La pesada puerta se abrió renqueante, crujiendo, como consecuencia de su vejez y del fuerte viento que hacía. El frío limitaba y al mismo tiempo incrementaba el esfuerzo para poder abrirla. La sensación de calor recibida al entrar en el local la vivimos con alivio ambos. Sonriendo, nos despojamos de los abrigos y fuimos a ocupar una mesa. En el trayecto observé que en el bar había otras dos parejas.
Una de estas parejas ocupaba un lugar al fondo del establecimiento, en una mesa con la encimera de mármol blanco que recordaba a un trozo de lápida. En realidad, así eran todas las mesas del local. Esa pareja, que rondaría sobre los sesenta años, parecía un compendio de cierto tradicional Madrid que se observa con amplitud. La mujer tenía el pelo corto, cara de abstraída e iba vestida con una ropa que, en el mejor de los casos, podíamos datar en torno a los años 60. El hombre, por su parte, llevaba el pelo cano grasientamente engominado, portaba un ajado abrigo loden de color verde y portaba muchos adornos que, claramente, eran de oro. Bebían, sin dirigirse la palabra, lenta e indolentemente, una cerveza cada uno, con su platito de aceitunas y de patatas fritas.
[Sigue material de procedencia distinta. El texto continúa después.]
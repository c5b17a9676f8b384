pub mod application;
pub mod cli;
pub mod config;
pub mod domain;
pub mod io;
pub mod storage;

pub use application::{AppError, Dealership};
pub use config::Settings;
pub use domain::*;
pub use storage::Repository;
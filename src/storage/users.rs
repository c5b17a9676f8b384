use anyhow::{Context, Result};
use sqlx::sqlite::SqliteRow;
use sqlx::{Row, SqliteConnection};

use crate::domain::{Role, User};

use super::decode_timestamp;

const COLUMNS: &str = "id, username, password_hash, role, full_name, created_at";

/// Save a new user and assign its id.
pub async fn insert(conn: &mut SqliteConnection, user: &mut User) -> Result<()> {
    let row = sqlx::query(
        r#"
        INSERT INTO users (username, password_hash, role, full_name, created_at)
        VALUES (?, ?, ?, ?, ?)
        RETURNING id
        "#,
    )
    .bind(&user.username)
    .bind(&user.password_hash)
    .bind(user.role.as_str())
    .bind(&user.full_name)
    .bind(user.created_at.to_rfc3339())
    .fetch_one(&mut *conn)
    .await
    .context("Failed to insert user")?;

    user.id = row.get("id");
    Ok(())
}

pub async fn find_by_username(conn: &mut SqliteConnection, username: &str) -> Result<Option<User>> {
    let sql = format!("SELECT {COLUMNS} FROM users WHERE username = ?");
    let row = sqlx::query(&sql)
        .bind(username)
        .fetch_optional(&mut *conn)
        .await
        .context("Failed to fetch user by username")?;

    row.as_ref().map(row_to_user).transpose()
}

pub async fn list(conn: &mut SqliteConnection) -> Result<Vec<User>> {
    let sql = format!("SELECT {COLUMNS} FROM users ORDER BY username");
    let rows = sqlx::query(&sql)
        .fetch_all(&mut *conn)
        .await
        .context("Failed to list users")?;

    rows.iter().map(row_to_user).collect()
}

pub async fn count(conn: &mut SqliteConnection) -> Result<i64> {
    let row = sqlx::query("SELECT COUNT(*) AS total FROM users")
        .fetch_one(&mut *conn)
        .await
        .context("Failed to count users")?;
    Ok(row.get("total"))
}

fn row_to_user(row: &SqliteRow) -> Result<User> {
    let role: String = row.get("role");
    let created_at: String = row.get("created_at");

    Ok(User {
        id: row.get("id"),
        username: row.get("username"),
        password_hash: row.get("password_hash"),
        role: Role::from_str(&role).ok_or_else(|| anyhow::anyhow!("Invalid role: {}", role))?,
        full_name: row.get("full_name"),
        created_at: decode_timestamp(&created_at, "created_at")?,
    })
}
La otra pareja que estaba en el bar ocupaba el extremo de la barra. Tendrían cuarenta y ocho o cuarenta y nueve años. Él era un hombre grande, fornido, con el cabello leonado, barba de más de tres días. Ella era rubia, embutida en unas mallas negras y una camiseta marrón, lo que hacía que realzara su cuerpo. Tomaban sendas copas de vino blanco, acompañadas también con su pertinente plato de aceitunas y de patatas.
Tomamos asiento y comenzamos a hablar de proyectos empresariales, situándome en el vértice del triángulo que habíamos conformado con nuestra ubicación respecto de ambas parejas. De este modo, podía tener la visión de ambas si me hubiera dedicado a mirarlas.
La conversación transcurría plácidamente en torno a dos cafés bien calientes cuando en una de mis habituales miradas de control sobre el local observé con el rabillo del ojo que la pareja de la barra se había recostado sobre ésta, pareciendo que estaban dormidos. Aviso a mi acompañante de la escena, en el momento en que la camarera se acercaba a la pareja diciéndoles con una suave voz latina que se despertaran, que ahí no se podía dormir; se lo repitió en varias ocasiones. La pareja no se inmutaba y seguía con su profundo sueño. La camarera decide ser más agresiva y levemente, da con su mano sobre el brazo del hombre. Nada. La inmovilidad era plena. Presiona más fuerte con el mismo negativo resultado. Decide realizar la misma acción sobre la mujer. También sin resultados.
Durante esos instantes he de reconocer que me asusté. Por mi cabeza, como un fogonazo, pasó el pensamiento de que pudieran estar muertos. Por su mirada, comprendí que el mismo fogonazo había alcanzado la cabeza de la camarera. La angustia desapareció pronto; como dos dinosaurios recién despiertos comenzaron a desperezarse, lo que supuso una disminución de la tensión que con evidencia soportaba la empleada.
Parecía que todo volvía a la normalidad. De nuevo el café reconfortante, la conversación pausada, la mente alborotada por lo que había visto. Transcurrieron así unos dos minutos. Hasta que volví a accionar el rabillo del ojo.
En ese momento no fui ni siquiera capaz de avisar a mi acompañante. Simplemente me centré en la escena. La mujer se había levantado la camiseta y bailaba mostrándole los pechos al hombre. Sensualmente. Rítmicamente. Unos pechos grandes, turgentes, blancos, con unos pezones pequeños indudablemente excitados no sólo por el frío. La camarera no observaba o no quería observar. La otra pareja permanecía ajena consumiendo sus cervezas con la mirada perdida frente a la ventana. Mi acompañante seguía hablándome de proyectos de futuro.
Con decisión, me levanté diciendo voy a pagar. Crucé el local en dos zancadas y pedí la cuenta. La aboné diciéndole a la camarera: Quédate con el cambio; mucha suerte. Con una mano, así a mi acompañante y sin que la puerta fuera ahora obstáculo, el frío volvió a abrazarnos.